Institute for Neutron Physics and Reactor Technology (INR)

ERANOS Code

ERANOS [1]  is  a  system  of  neutron  and  gamma  codes developed  within  a  European  framework. It comprises different modules that permits to design fast reactor core, to evaluate reactor shielding, and  to perform fuel cycle analyses. ERANOS is a deterministic code system: neutron calculations are done in two different steps: (1) at cell level, (2) at core level.

 

 

The cell package ECCO allows to perform rather precise calculations at cell level, the module has access to the nuclear data libraries (such as JEFF and ENDF/B). These processed nuclear data are then used to solve the neutron transport at core level.

 

 

ERANOS provides several neutron solvers, each of them discretize the transport equation with a different approach. For example, package BISTRO uses a finite difference method in space and a collocation method in angle (i.e. discrete ordinates method); package VARIANT uses instead a finite-element-like approach in both space and angle. One peculiarity of VARIANT is the possibility to solve the equation on an hexagonal lattice.

A further package (KIN3D) builds on the VARIANT module to allow time-dependent analyses for fast reactors: a fundamental aspect of fast reactor safety.

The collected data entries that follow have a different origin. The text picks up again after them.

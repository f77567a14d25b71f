//! User and session shapes plus credential validation rules.

use std::str::FromStr;

use campus_core::{AppError, AppResult};
use chrono::{DateTime, Utc};
use serde::{Deserialize, Serialize};

use crate::validation::{require_identifier, require_optional_non_empty};

/// Validated email address.
#[derive(Debug, Clone, PartialEq, Eq, Hash, Serialize, Deserialize)]
pub struct EmailAddress(String);

impl EmailAddress {
    /// Creates a validated email address.
    ///
    /// Performs basic structural validation: non-empty, contains exactly one `@`,
    /// local part and domain are non-empty, domain contains at least one `.`.
    pub fn new(value: impl Into<String>) -> AppResult<Self> {
        let value = value.into();
        let trimmed = value.trim().to_lowercase();

        if trimmed.is_empty() {
            return Err(AppError::Validation(
                "email address must not be empty".to_owned(),
            ));
        }

        let Some((local, domain)) = trimmed.split_once('@') else {
            return Err(AppError::Validation(
                "email address must contain exactly one '@'".to_owned(),
            ));
        };

        if local.is_empty() {
            return Err(AppError::Validation(
                "email local part must not be empty".to_owned(),
            ));
        }

        if domain.is_empty() || domain.contains('@') || !domain.contains('.') {
            return Err(AppError::Validation(
                "email domain must contain at least one '.'".to_owned(),
            ));
        }

        if trimmed.len() > 254 {
            return Err(AppError::Validation(
                "email address must not exceed 254 characters".to_owned(),
            ));
        }

        Ok(Self(trimmed))
    }

    /// Returns the validated email string.
    #[must_use]
    pub fn as_str(&self) -> &str {
        self.0.as_str()
    }
}

impl From<EmailAddress> for String {
    fn from(value: EmailAddress) -> Self {
        value.0
    }
}

/// Minimum password length (NIST SP800-63B).
pub const PASSWORD_MIN_LENGTH: usize = 8;

/// Maximum password length to allow passphrases.
pub const PASSWORD_MAX_LENGTH: usize = 128;

/// Validates a plaintext password.
///
/// - Length must be within [`PASSWORD_MIN_LENGTH`] and [`PASSWORD_MAX_LENGTH`].
/// - Rejects common breached passwords from an embedded list.
pub fn validate_password(password: &str) -> AppResult<()> {
    let char_count = password.chars().count();

    if char_count < PASSWORD_MIN_LENGTH {
        return Err(AppError::Validation(format!(
            "password must be at least {PASSWORD_MIN_LENGTH} characters"
        )));
    }

    if char_count > PASSWORD_MAX_LENGTH {
        return Err(AppError::Validation(format!(
            "password must not exceed {PASSWORD_MAX_LENGTH} characters"
        )));
    }

    let lowered = password.to_lowercase();
    if COMMON_PASSWORDS.iter().any(|entry| *entry == lowered) {
        return Err(AppError::Validation(
            "this password is too common and has appeared in data breaches".to_owned(),
        ));
    }

    Ok(())
}

static COMMON_PASSWORDS: &[&str] = &[
    "password",
    "12345678",
    "1234567890",
    "qwerty123",
    "password1",
    "password123",
    "iloveyou",
    "trustno1",
    "sunshine",
    "princess",
    "football",
    "baseball",
    "superman",
    "starwars",
    "passw0rd",
    "qwertyuiop",
    "whatever",
    "letmein1",
    "welcome1",
];

/// Kind of account.
#[derive(Debug, Clone, Copy, Default, PartialEq, Eq, Hash, Serialize, Deserialize)]
#[serde(rename_all = "snake_case")]
pub enum UserType {
    /// Interactive account.
    #[default]
    User,
    /// Non-interactive service account, e.g. a grading worker.
    Token,
}

impl UserType {
    /// Returns the storage string.
    #[must_use]
    pub fn as_str(&self) -> &'static str {
        match self {
            Self::User => "user",
            Self::Token => "token",
        }
    }
}

impl FromStr for UserType {
    type Err = AppError;

    fn from_str(value: &str) -> Result<Self, Self::Err> {
        match value {
            "user" => Ok(Self::User),
            "token" => Ok(Self::Token),
            _ => Err(AppError::Validation(format!("unknown user type '{value}'"))),
        }
    }
}

/// Payload for creating a user.
#[derive(Debug, Clone, PartialEq, Eq, Serialize, Deserialize)]
pub struct UserCreate {
    /// Unique login name.
    pub username: String,
    /// Given name.
    #[serde(default)]
    pub given_name: Option<String>,
    /// Family name.
    #[serde(default)]
    pub family_name: Option<String>,
    /// Contact email.
    #[serde(default)]
    pub email: Option<String>,
    /// Kind of account.
    #[serde(default)]
    pub user_type: UserType,
}

impl UserCreate {
    /// Validates payload invariants.
    pub fn validate(&self) -> AppResult<()> {
        require_identifier("username", &self.username)?;
        require_optional_non_empty("given_name", self.given_name.as_deref())?;
        require_optional_non_empty("family_name", self.family_name.as_deref())?;
        if let Some(email) = &self.email {
            EmailAddress::new(email.as_str())?;
        }
        Ok(())
    }
}

/// Detail shape of a user.
#[derive(Debug, Clone, PartialEq, Eq, Serialize, Deserialize)]
pub struct UserGet {
    /// Stable user identifier.
    pub id: String,
    /// Unique login name.
    pub username: String,
    /// Given name.
    pub given_name: Option<String>,
    /// Family name.
    pub family_name: Option<String>,
    /// Contact email.
    pub email: Option<String>,
    /// Kind of account.
    pub user_type: UserType,
    /// Creation timestamp.
    pub created_at: DateTime<Utc>,
    /// Last modification timestamp.
    pub updated_at: DateTime<Utc>,
}

/// Listing shape of a user.
#[derive(Debug, Clone, PartialEq, Eq, Serialize, Deserialize)]
pub struct UserList {
    /// Stable user identifier.
    pub id: String,
    /// Unique login name.
    pub username: String,
    /// Given name.
    pub given_name: Option<String>,
    /// Family name.
    pub family_name: Option<String>,
    /// Contact email.
    pub email: Option<String>,
}

/// Allow-listed user mutations.
#[derive(Debug, Clone, Default, PartialEq, Eq, Serialize, Deserialize)]
pub struct UserUpdate {
    /// New given name.
    #[serde(default, skip_serializing_if = "Option::is_none")]
    pub given_name: Option<String>,
    /// New family name.
    #[serde(default, skip_serializing_if = "Option::is_none")]
    pub family_name: Option<String>,
    /// New contact email.
    #[serde(default, skip_serializing_if = "Option::is_none")]
    pub email: Option<String>,
}

impl UserUpdate {
    /// Validates payload invariants.
    pub fn validate(&self) -> AppResult<()> {
        require_optional_non_empty("given_name", self.given_name.as_deref())?;
        require_optional_non_empty("family_name", self.family_name.as_deref())?;
        if let Some(email) = &self.email {
            EmailAddress::new(email.as_str())?;
        }
        Ok(())
    }
}

/// Filter parameters for user searches.
#[derive(Debug, Clone, Default, PartialEq, Eq, Serialize, Deserialize)]
pub struct UserQuery {
    /// Exact user id.
    pub id: Option<String>,
    /// Exact login name.
    pub username: Option<String>,
    /// Exact email.
    pub email: Option<String>,
    /// Case-insensitive substring of the given name.
    pub given_name: Option<String>,
    /// Case-insensitive substring of the family name.
    pub family_name: Option<String>,
    /// Kind of account.
    pub user_type: Option<UserType>,
}

/// Detail shape of a login session.
#[derive(Debug, Clone, PartialEq, Eq, Serialize, Deserialize)]
pub struct SessionGet {
    /// Stable session identifier.
    pub id: String,
    /// Session owner.
    pub user_id: String,
    /// Client address recorded at login.
    pub ip_address: Option<String>,
    /// Login timestamp.
    pub created_at: DateTime<Utc>,
}

/// Listing shape of a login session.
#[derive(Debug, Clone, PartialEq, Eq, Serialize, Deserialize)]
pub struct SessionList {
    /// Stable session identifier.
    pub id: String,
    /// Session owner.
    pub user_id: String,
    /// Login timestamp.
    pub created_at: DateTime<Utc>,
}

/// Filter parameters for session searches.
#[derive(Debug, Clone, Default, PartialEq, Eq, Serialize, Deserialize)]
pub struct SessionQuery {
    /// Exact session id.
    pub id: Option<String>,
    /// Exact owner id.
    pub user_id: Option<String>,
    /// Exact client address.
    pub ip_address: Option<String>,
}
use campus_core::{AppError, AppResult, Principal};
use campus_domain::{
    ADMIN_ROLE_ID, Action, EntityKind, UserRoleCreate, UserRoleGet, UserRoleList, UserRoleQuery,
};

use crate::entity_interface::{
    Column, EntityInterface, EntitySchema, FilterField, QueryParameters, Reference, Unsupported,
    WritePayload,
};
use crate::query::{Condition, EntityQuery, FilterValue, StoredRecord};

use super::{owned_by, text};

const SCHEMA: EntitySchema = EntitySchema {
    table: "user_roles",
    columns: &[
        Column::id(),
        Column::text("user_id"),
        Column::text("role_id"),
        Column::created_at(),
    ],
    unique: &[],
};

/// Role grants of users.
pub struct UserRoleInterface;

impl EntityInterface for UserRoleInterface {
    const KIND: EntityKind = EntityKind::UserRole;

    type Create = UserRoleCreate;
    type Get = UserRoleGet;
    type List = UserRoleList;
    type Update = Unsupported;
    type Query = UserRoleQuery;

    fn schema() -> &'static EntitySchema {
        &SCHEMA
    }

    fn references() -> &'static [Reference] {
        &[
            Reference {
                column: "user_id",
                kind: EntityKind::User,
            },
            Reference {
                column: "role_id",
                kind: EntityKind::Role,
            },
        ]
    }

    fn restricted_scope(principal: &Principal, action: Action) -> Option<Condition> {
        action.is_read().then(|| owned_by(principal, "user_id"))
    }

    /// Only admins grant or revoke the builtin admin role.
    fn guard_grant(
        principal: &Principal,
        _scope: &EntityQuery,
        existing: Option<&StoredRecord>,
        written: Option<&StoredRecord>,
    ) -> AppResult<()> {
        let touches_admin = [existing, written].into_iter().flatten().any(|row| {
            row.get("role_id").and_then(|value| value.as_str()) == Some(ADMIN_ROLE_ID)
        });
        if touches_admin {
            return Err(AppError::Forbidden(format!(
                "principal '{}' may not manage '{ADMIN_ROLE_ID}' grants",
                principal.user_id()
            )));
        }

        Ok(())
    }
}

impl QueryParameters for UserRoleQuery {
    fn filter_fields() -> &'static [FilterField] {
        const FIELDS: &[FilterField] = &[
            FilterField::text("user_id"),
            FilterField::text("role_id"),
        ];
        FIELDS
    }

    fn filter_value(&self, field: &str) -> Option<FilterValue> {
        match field {
            "user_id" => text(&self.user_id),
            "role_id" => text(&self.role_id),
            _ => None,
        }
    }
}

impl WritePayload for UserRoleCreate {
    fn validate(&self) -> AppResult<()> {
        UserRoleCreate::validate(self)
    }
}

The module contains also several smaller modules and utilities to post-process data.

 

We have extended the ERANOS code at KIT. In particular, an extension allows VARIANT to use heterogeneous nodes (i.e. nodes in which material properties can vary spatially within the node itself). In some cases, this technique reduces the total number of nodes in the computations, making calculations faster (an important aspect especially for transient analyses).

 

Fig. 1. Power map computed with ERANOS

 

 

 

Reference

  1. G. Rimpault et al., The ERANOS code and data system for Fast Reactor neutronic analyses, Proc. Int. Conf. New Frontiers of Nuclear Technology: reactor physics, safety and high-performance computing (PHYSOR 2002), Seoul, Korea, October 7-10, 2002.